Documento é obrigatório mesmo para quem não teve faturamento em 2025 e evita multas e problemas com o CNPJ
O relógio está correndo para milhões de microempreendedores individuais em todo o país. O prazo para entrega da Declaração Anual do Simples Nacional (DASN-SIMEI) termina neste domingo (31), e quem deixar de enviar o documento poderá enfrentar multas e outras restrições junto à Receita Federal.
A declaração é obrigatória para todos os Microempreendedores Individuais (MEIs), inclusive aqueles que não tiveram faturamento ao longo de 2025. O envio deve ser feito pela internet, por meio do Portal do Empreendedor.
Segundo dados da Receita Federal, até esta sexta-feira (29), apenas 8,3 milhões dos 16,7 milhões de MEIs ativos haviam transmitido a declaração. O número representa 49,7% do total de empreendedores obrigados a prestar contas ao Fisco.
A DASN-SIMEI reúne informações sobre a receita bruta obtida durante o ano e também informa se houve contratação de funcionário no período. O documento é fundamental para manter o CNPJ regular e comprovar que a empresa permanece enquadrada nas regras do regime simplificado.
O limite de faturamento anual para o MEI é de R$ 81 mil. O empreendedor que ultrapassar esse valor poderá ser desenquadrado da categoria e migrar para outro regime tributário.
Para preencher a declaração, o microempreendedor deve acessar o Portal do Empreendedor, selecionar a opção destinada a quem já é MEI e clicar em “Declaração Anual de Faturamento”. Em seguida, é necessário informar o CNPJ, escolher o ano-base e preencher os dados referentes às receitas obtidas.
Nos casos em que não houve movimentação financeira durante o ano, a declaração continua sendo obrigatória.
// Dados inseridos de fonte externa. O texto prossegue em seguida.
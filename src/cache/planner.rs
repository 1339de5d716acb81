//! Invalidation plan generation.
//!
//! Merges a batch of cache events into one set of tags to drop.

use std::collections::{BTreeSet, HashSet};
use std::fmt;

use super::events::CacheEvent;
use super::tags::{Tag, TagMode};

#[derive(Debug, Default, PartialEq, Eq)]
pub struct InvalidationPlan {
    pub invalidate_tags: BTreeSet<Tag>,
    /// A flush supersedes every tag in the batch.
    pub flush: bool,
    pub event_count: usize,
}

impl fmt::Display for InvalidationPlan {
    fn fmt(&self, f: &mut fmt::Formatter<'_>) -> fmt::Result {
        write!(
            f,
            "InvalidationPlan {{ events: {}, tags: {}, flush: {} }}",
            self.event_count,
            self.invalidate_tags.len(),
            self.flush
        )
    }
}

impl InvalidationPlan {
    /// Deduplicates by event id and unions the tags of the remaining events.
    pub fn from_events(events: Vec<CacheEvent>, mode: TagMode) -> Self {
        let mut plan = Self::default();
        let mut seen_ids = HashSet::new();

        for event in events.into_iter().filter(|event| seen_ids.insert(event.id)) {
            plan.event_count += 1;
            if event.kind.is_flush() {
                plan.flush = true;
            } else {
                plan.invalidate_tags.extend(event.kind.tags_for(mode));
            }
        }

        if plan.flush {
            plan.invalidate_tags.clear();
        }
        plan
    }

    pub fn is_empty(&self) -> bool {
        !self.flush && self.invalidate_tags.is_empty()
    }
}
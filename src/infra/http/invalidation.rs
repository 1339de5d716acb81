use axum::{
    extract::{Path, State},
    http::StatusCode,
};
use tracing::info;
use uuid::Uuid;

use crate::{application::error::HttpError, cache::EventKind};

use super::HttpState;

/// Publish a product change and drop the affected fragments.
pub(super) async fn product_event(
    State(state): State<HttpState>,
    Path((id, event)): Path<(Uuid, String)>,
) -> Result<StatusCode, HttpError> {
    const SOURCE: &str = "infra::http::invalidation::product_event";

    let kind = match event.as_str() {
        "saved" => EventKind::ProductSaved { product_id: id },
        "deleted" => EventKind::ProductDeleted { product_id: id },
        "created" => EventKind::ProductCreated,
        other => {
            return Err(HttpError::new(
                SOURCE,
                StatusCode::NOT_FOUND,
                "Unknown catalog event",
                format!("unsupported product event `{other}`"),
            ));
        }
    };

    let removed = state.runtime.trigger.trigger(kind, true).await;
    info!(product_id = %id, event = %event, removed, "catalog change applied");
    Ok(StatusCode::NO_CONTENT)
}

pub(super) async fn flush(State(state): State<HttpState>) -> StatusCode {
    let removed = state.runtime.trigger.flush().await;
    info!(removed, "fragment cache flushed");
    StatusCode::NO_CONTENT
}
Nessa situação, os campos de faturamento devem ser preenchidos com valor zero.
Quem perder o prazo estará sujeito a multa por atraso. A penalidade corresponde a 2% ao mês sobre o valor dos tributos devidos, limitada a 20%, com cobrança mínima de R$ 50.
Além disso, o MEI que permanecer sem recolher as contribuições mensais obrigatórias por dois anos consecutivos poderá ter o CNPJ cancelado definitivamente.
Os empreendedores que ultrapassaram o teto de faturamento também precisam ficar atentos. Quem excedeu o limite em até 20% deverá migrar para a categoria de Microempresa (ME) a partir do ano seguinte. Já aqueles que faturaram mais de 20% acima do limite poderão ser desenquadrados de forma retroativa, ficando sujeitos ao pagamento de impostos complementares, juros e multas.
Caso o contribuinte perceba algum erro após a transmissão da declaração, é possível fazer uma retificação. Para isso, basta acessar novamente o sistema, selecionar o ano correspondente e escolher a opção de declaração retificadora para corrigir as informações e reenviar o documento.
A orientação é não deixar o envio para os últimos momentos do prazo, evitando congestionamentos no sistema e possíveis penalidades por atraso.